On revient à Sleboda qui s’emploie à observer d’une façon plus ordonnée la signification et les conséquences d’une intervention française. Pour lui, et il n’a pas vraiment tort me semble-t-il, ce sera d’abord une “guerre de l’information”, – ou “de la déformation”, – essentiellement destinée, pour les vaillants français, au peuples nationaux soumis à l’intense et chaleureuse pression de leurs dirigeants et de leur maestria de faiseurs de simulacres.
« “Bien sûr, avec la mort de troupes de l’OTAN officiellement en uniforme en Ukraine, cela nous amènerait à un tout autre niveau ”, a-t-il prévenu.
» Sleboda a prédit qu'il y aurait “un très grand jeu de guerre de l'information, dont les cibles seront le peuple français” et d'autres États membres de l'OTAN, notant que la Finlande, la République tchèque, les pays baltes et le Canada “ont tous déjà suggéré qu'ils pourraient” rejoindre les Français. »
La France, elle, est prise dans un extraordinaire ‘tourbillon crisique’, essentiellement sinon exclusivement destiné à l’information et ensuite à la communication qui se charge de transmettre, comme un canon ‘Caesar’ tirant secs obus de 152 ou 155mm, – selon l’attention portée à la chose par le commentateur, et sa connaissance de ces charmants “jeux de guerre”.

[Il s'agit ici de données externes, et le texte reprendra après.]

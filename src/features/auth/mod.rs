/// 認証機能モジュール
///
/// このモジュールは認証に関連するすべての機能を提供します：
/// - メールアドレスとパスワードによるサインイン・サインアップ
/// - パスワードリセットメールの送信
/// - セッションの取得と破棄
/// - 保護ページへのアクセス判定（リクエストガード）
// サブモジュールの宣言
pub mod middleware;
pub mod models;
pub mod service;

// 公開インターフェース：外部から使用可能な型と関数をエクスポート

// モデル
pub use models::{
    AuthFailure, AuthField, AuthOutcome, AuthUser, LoginFormData, ResetPasswordFormData, Session,
    SignupFormData,
};

// サービス
pub use service::AuthService;

// リクエストガード
pub use middleware::{evaluate_request, guard_request, GuardDecision};
/// プロフィールのデータアクセス層
///
/// usersテーブルへのクエリをまとめる。失敗はログに記録した上で
/// `AppResult`のエラーとして呼び出し側に返す。
use crate::features::profiles::models::{Profile, ProfileInsert, ProfileUpdate};
use crate::shared::api_client::BackendClient;
use crate::shared::errors::AppResult;
use log::{debug, error};
use std::sync::Arc;

/// プロフィールリポジトリ
pub struct ProfileRepository {
    client: Arc<BackendClient>,
}

impl ProfileRepository {
    pub fn new(client: Arc<BackendClient>) -> Self {
        Self { client }
    }

    /// ユーザーのプロフィールを取得する
    ///
    /// # 引数
    /// * `user_id` - ユーザーID
    ///
    /// # 戻り値
    /// プロフィール（存在しない場合はNone）
    pub async fn get_profile(&self, user_id: &str) -> AppResult<Option<Profile>> {
        debug!("プロフィールを取得します: user_id={user_id}");

        self.client
            .from("users")
            .eq("id", user_id)
            .fetch_one::<Profile>()
            .await
            .map_err(|e| {
                error!("プロフィールの取得に失敗しました: {e}");
                e
            })
    }

    /// プロフィールを作成する
    ///
    /// # 引数
    /// * `profile` - 作成するプロフィール（IDは認証ユーザーのIDと同一）
    pub async fn create_profile(&self, profile: &ProfileInsert) -> AppResult<Profile> {
        debug!("プロフィールを作成します: id={}", profile.id);

        self.client
            .from("users")
            .insert::<_, Profile>(profile)
            .await
            .map_err(|e| {
                error!("プロフィールの作成に失敗しました: {e}");
                e
            })
    }

    /// プロフィールを部分更新する
    ///
    /// # 引数
    /// * `user_id` - ユーザーID
    /// * `patch` - 更新内容（Noneのフィールドは変更しない）
    ///
    /// # 戻り値
    /// 更新後のプロフィール
    pub async fn update_profile(&self, user_id: &str, patch: &ProfileUpdate) -> AppResult<Profile> {
        debug!("プロフィールを更新します: user_id={user_id}");

        self.client
            .from("users")
            .eq("id", user_id)
            .update::<_, Profile>(patch)
            .await
            .map_err(|e| {
                error!("プロフィールの更新に失敗しました: {e}");
                e
            })
    }
}
use thiserror::Error;

/// アプリケーション全体で使用される統一エラー型
#[derive(Debug, Error)]
pub enum AppError {
    /// 設定関連のエラー（必須環境変数の欠落など）
    #[error("設定エラー: {0}")]
    Configuration(String),

    /// ローカルバリデーションのエラー（リモート呼び出し前に検出）
    #[error("バリデーションエラー: {0}")]
    Validation(String),

    /// リソースが見つからない場合のエラー
    #[error("リソースが見つかりません: {0}")]
    NotFound(String),

    /// バックエンドサービスが返したエラー
    #[error("バックエンドエラー: {0}")]
    Backend(String),

    /// ネットワーク関連のエラー
    #[error("ネットワークエラー: {0}")]
    Network(String),

    /// JSON解析エラー
    #[error("JSON解析エラー: {0}")]
    Json(#[from] serde_json::Error),

    /// 予期しないエラー
    #[error("予期しないエラー: {0}")]
    Unexpected(String),
}

/// エラーの重要度を表す列挙型
#[derive(Debug, Clone, Copy, PartialEq, Eq, serde::Serialize, serde::Deserialize)]
pub enum ErrorSeverity {
    /// 低重要度（ユーザー入力エラーなど）
    Low,
    /// 中重要度（バックエンド一時的エラーなど）
    Medium,
    /// 高重要度（設定エラーなど）
    High,
}

impl AppError {
    /// ユーザーに表示するためのフレンドリーなメッセージを取得
    ///
    /// # 戻り値
    /// ユーザーに表示可能なエラーメッセージ
    pub fn user_message(&self) -> &str {
        match self {
            AppError::Configuration(_) => "設定エラーが発生しました",
            AppError::Validation(msg) => msg,
            AppError::NotFound(msg) => msg,
            AppError::Backend(_) => "バックエンドとの通信でエラーが発生しました",
            AppError::Network(_) => "ネットワークエラーが発生しました",
            AppError::Json(_) => "データ形式の解析でエラーが発生しました",
            AppError::Unexpected(_) => "予期しないエラーが発生しました",
        }
    }

    /// エラーの詳細情報を取得（ログ出力用）
    pub fn details(&self) -> String {
        format!("{self}")
    }

    /// エラーの重要度を取得
    pub fn severity(&self) -> ErrorSeverity {
        match self {
            AppError::Configuration(_) => ErrorSeverity::High,
            AppError::Validation(_) => ErrorSeverity::Low,
            AppError::NotFound(_) => ErrorSeverity::Low,
            AppError::Backend(_) => ErrorSeverity::Medium,
            AppError::Network(_) => ErrorSeverity::Medium,
            AppError::Json(_) => ErrorSeverity::Medium,
            AppError::Unexpected(_) => ErrorSeverity::High,
        }
    }

    /// バリデーションエラーを作成するヘルパー関数
    pub fn validation<S: Into<String>>(message: S) -> Self {
        AppError::Validation(message.into())
    }

    /// リソース未発見エラーを作成するヘルパー関数
    ///
    /// # 引数
    /// * `resource` - 見つからなかったリソース名
    pub fn not_found<S: Into<String>>(resource: S) -> Self {
        AppError::NotFound(format!("{}が見つかりません", resource.into()))
    }

    /// バックエンドエラーを作成するヘルパー関数
    pub fn backend<S: Into<String>>(message: S) -> Self {
        AppError::Backend(message.into())
    }

    /// 設定エラーを作成するヘルパー関数
    pub fn configuration<S: Into<String>>(message: S) -> Self {
        AppError::Configuration(message.into())
    }
}

/// reqwest::ErrorからAppErrorへの変換
impl From<reqwest::Error> for AppError {
    fn from(error: reqwest::Error) -> Self {
        AppError::Network(error.to_string())
    }
}

/// Result型のエイリアス（アプリケーション全体で使用）
pub type AppResult<T> = Result<T, AppError>;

Selon les circonstances, on y assiste à des chasses à courre où résonnent des cris de patriotes guerriers exacerbés criant au nom de la liberté-chérie les consignes de censure, guerrières et massacreuses s’il le faut, à l’encontre des Infidèles. Face à eux, en embuscades, les rebelles s’emparent épisodiquement du micro et de l’écran pour proclamer bien haut que la vérité n’est pas une chose qui se mégote au gré des censeurs, mais une chose qui se dit et se clame. Pour le personnel politique, droite, gauche, milieu et en-dessous confondus, il s’agit de faire le moins de bruits possibles qui soient en désaccord avec la ligne convenable des choses et la pensée générale assortie de quelques points de suture et autres sparadraps pour étouffer les voies d’eau. Jamais la politique française au bord du désastre n’a ressemblé autant à une colonie de vacances qui s’est trompé de plage.

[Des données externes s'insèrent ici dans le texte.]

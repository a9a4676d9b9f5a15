use serde::{Deserialize, Serialize};

/// 走行距離の整合性判定に使う許容誤差（km単位の記録に対して十分小さい値）
const DISTANCE_TOLERANCE: f64 = 1e-6;

/// 日報データモデル（daily_logsテーブルの行）
///
/// 日々の運転記録。走行距離、就業時間、配達件数、その日の主要経費を持つ。
#[derive(Debug, Serialize, Deserialize, Clone)]
pub struct DailyLog {
    pub id: String,
    pub user_id: String,
    /// 記録日（YYYY-MM-DD）
    pub date: String,
    // 走行距離関連
    pub start_distance: Option<f64>,
    pub end_distance: Option<f64>,
    pub total_distance: Option<f64>,
    // 業務記録関連
    pub start_time: Option<String>,
    pub end_time: Option<String>,
    pub work_hours: Option<f64>,
    /// 配達件数
    pub delivery: Option<i64>,
    // その日の主要経費関連
    pub fuel_cost: Option<f64>,
    pub toll_cost: Option<f64>,
    pub parking_cost: Option<f64>,
    pub other_expenses: Option<f64>,
    pub notes: Option<String>,
    // システムフィールド
    pub created_at: String,
    pub updated_at: String,
}

/// 日報作成用の形状
#[derive(Debug, Serialize, Deserialize)]
pub struct DailyLogInsert {
    pub user_id: String,
    pub date: String,
    #[serde(skip_serializing_if = "Option::is_none")]
    pub start_distance: Option<f64>,
    #[serde(skip_serializing_if = "Option::is_none")]
    pub end_distance: Option<f64>,
    #[serde(skip_serializing_if = "Option::is_none")]
    pub total_distance: Option<f64>,
    #[serde(skip_serializing_if = "Option::is_none")]
    pub start_time: Option<String>,
    #[serde(skip_serializing_if = "Option::is_none")]
    pub end_time: Option<String>,
    #[serde(skip_serializing_if = "Option::is_none")]
    pub work_hours: Option<f64>,
    #[serde(skip_serializing_if = "Option::is_none")]
    pub delivery: Option<i64>,
    #[serde(skip_serializing_if = "Option::is_none")]
    pub fuel_cost: Option<f64>,
    #[serde(skip_serializing_if = "Option::is_none")]
    pub toll_cost: Option<f64>,
    #[serde(skip_serializing_if = "Option::is_none")]
    pub parking_cost: Option<f64>,
    #[serde(skip_serializing_if = "Option::is_none")]
    pub other_expenses: Option<f64>,
    #[serde(skip_serializing_if = "Option::is_none")]
    pub notes: Option<String>,
}

impl DailyLogInsert {
    /// 新しい日報作成データを作成する（必須フィールドのみ）
    pub fn new(user_id: &str, date: &str) -> Self {
        Self {
            user_id: user_id.to_string(),
            date: date.to_string(),
            start_distance: None,
            end_distance: None,
            total_distance: None,
            start_time: None,
            end_time: None,
            work_hours: None,
            delivery: None,
            fuel_cost: None,
            toll_cost: None,
            parking_cost: None,
            other_expenses: None,
            notes: None,
        }
    }

    /// 走行距離の整合性を確認する
    ///
    /// 開始・終了・総走行距離の3つが揃っている場合のみ
    /// `total_distance == end_distance - start_distance` を検査する。
    /// 揃っていない場合は整合しているとみなす。
    pub fn distance_is_consistent(&self) -> bool {
        match (self.start_distance, self.end_distance, self.total_distance) {
            (Some(start), Some(end), Some(total)) => {
                (end - start - total).abs() < DISTANCE_TOLERANCE
            }
            _ => true,
        }
    }
}

/// 日報更新用の形状（Noneのフィールドは変更しない）
#[derive(Debug, Default, Serialize, Deserialize)]
pub struct DailyLogUpdate {
    #[serde(skip_serializing_if = "Option::is_none")]
    pub date: Option<String>,
    #[serde(skip_serializing_if = "Option::is_none")]
    pub start_distance: Option<f64>,
    #[serde(skip_serializing_if = "Option::is_none")]
    pub end_distance: Option<f64>,
    #[serde(skip_serializing_if = "Option::is_none")]
    pub total_distance: Option<f64>,
    #[serde(skip_serializing_if = "Option::is_none")]
    pub start_time: Option<String>,
    #[serde(skip_serializing_if = "Option::is_none")]
    pub end_time: Option<String>,
    #[serde(skip_serializing_if = "Option::is_none")]
    pub work_hours: Option<f64>,
    #[serde(skip_serializing_if = "Option::is_none")]
    pub delivery: Option<i64>,
    #[serde(skip_serializing_if = "Option::is_none")]
    pub fuel_cost: Option<f64>,
    #[serde(skip_serializing_if = "Option::is_none")]
    pub toll_cost: Option<f64>,
    #[serde(skip_serializing_if = "Option::is_none")]
    pub parking_cost: Option<f64>,
    #[serde(skip_serializing_if = "Option::is_none")]
    pub other_expenses: Option<f64>,
    #[serde(skip_serializing_if = "Option::is_none")]
    pub notes: Option<String>,
}

impl DailyLogUpdate {
    /// 更新後の走行距離の整合性を確認する
    ///
    /// 3つの距離フィールドすべてがこの更新に含まれている場合のみ検査する。
    /// 一部のみの更新は既存行との突き合わせが必要になるため、ここでは
    /// 判定せず整合しているとみなす。
    pub fn distance_is_consistent(&self) -> bool {
        match (self.start_distance, self.end_distance, self.total_distance) {
            (Some(start), Some(end), Some(total)) => {
                (end - start - total).abs() < DISTANCE_TOLERANCE
            }
            _ => true,
        }
    }
}

/// 経費合計付きの日報（集計プロジェクション行）
///
/// `total_expenses`はサーバー側で
/// `fuel_cost + toll_cost + parking_cost + other_expenses`として計算される。
#[derive(Debug, Serialize, Deserialize, Clone)]
pub struct DailyLogWithTotal {
    #[serde(flatten)]
    pub log: DailyLog,
    pub total_expenses: Option<f64>,
}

Enfin, enfin, – qui douterait jamais que notre Talleyrand-Bonaparte ne suive un dessein caché consistant à bousculer le monde sans faire de ronds dans l’eau qui puissent déplaire à l’oncle d’Amérique, surtout le Sam-à-venir avec son, “fric de dingue” ? Pour lui (Talleyrand-Bonaparte) qu’y a-t-il de mieux qu’une sorte de guéguerre-dans-la-guerre avant que surviennent la fameuse cavalerie américaine avec son plan de paix ?
« Pour Bertrand Scholler, analyste interrogé par ‘Spoutnik’ Donald Trump, qui a “de très fortes chances” d'être réélu au poste présidentiel US, “veut la paix”, et cela pousse le dirigeant français à agir vite.
» “Macron et tout ce qu'on appellerait un peu l'état profond, enfin, le monde de la finance, – les gens qui possèdent, entre guillemets, l'Ukraine et qui aimeraient bien posséder aussi les richesses de la Russie, – eux veulent la guerre”, insiste-t-il auprès de Sputnik Afrique.
» Selon l'expert, la plupart des médias français continuent à “conditionner les gens à trouver complètement normal de rentrer dans un bras de fer nucléaire avec la Russie”.
» “C'est très risqué, c'est très sérieux et malheureusement, de plus en plus de personnes qui étaient révulsées par cette idée il y a 10 jours sont convaincues par le poison des médias”, déplore M.Scholler.
» Pour lui, la proposition du Président français est “une espèce de jeu qui dépasse complètement le territoire européen”. »
Tout juste se permettra-t-on de rappeler une intervention du plus brillant commentateur à s’être révélé durant cette crise, j’ai nommé évidemment le ‘old school’ Dominique de Villepin qui fait s’écrouler de rire tout impertinent qui le mettrait en comparaison avec les récentes équipes macronistes de politique étrangère.
On le trouve sur l’excellente émission ‘Ligne Droite’ du 12 mars 2024 (à voir en entier, cela vaut bien un “parcours santé”), et on le retrouve en quelques intenses poignées de secondes sur ce tweetX balancé à l’impassible visage de Cavadas-LCI :
« Que ferons-nous quand la #Russie mobilisera ses alliés et qu’on se trouvera face à des soldats asiatiques, africains, moyen-orientaux ?
» Si la Russie était isolée ça se saurait, la France est plus isolée que la Russie !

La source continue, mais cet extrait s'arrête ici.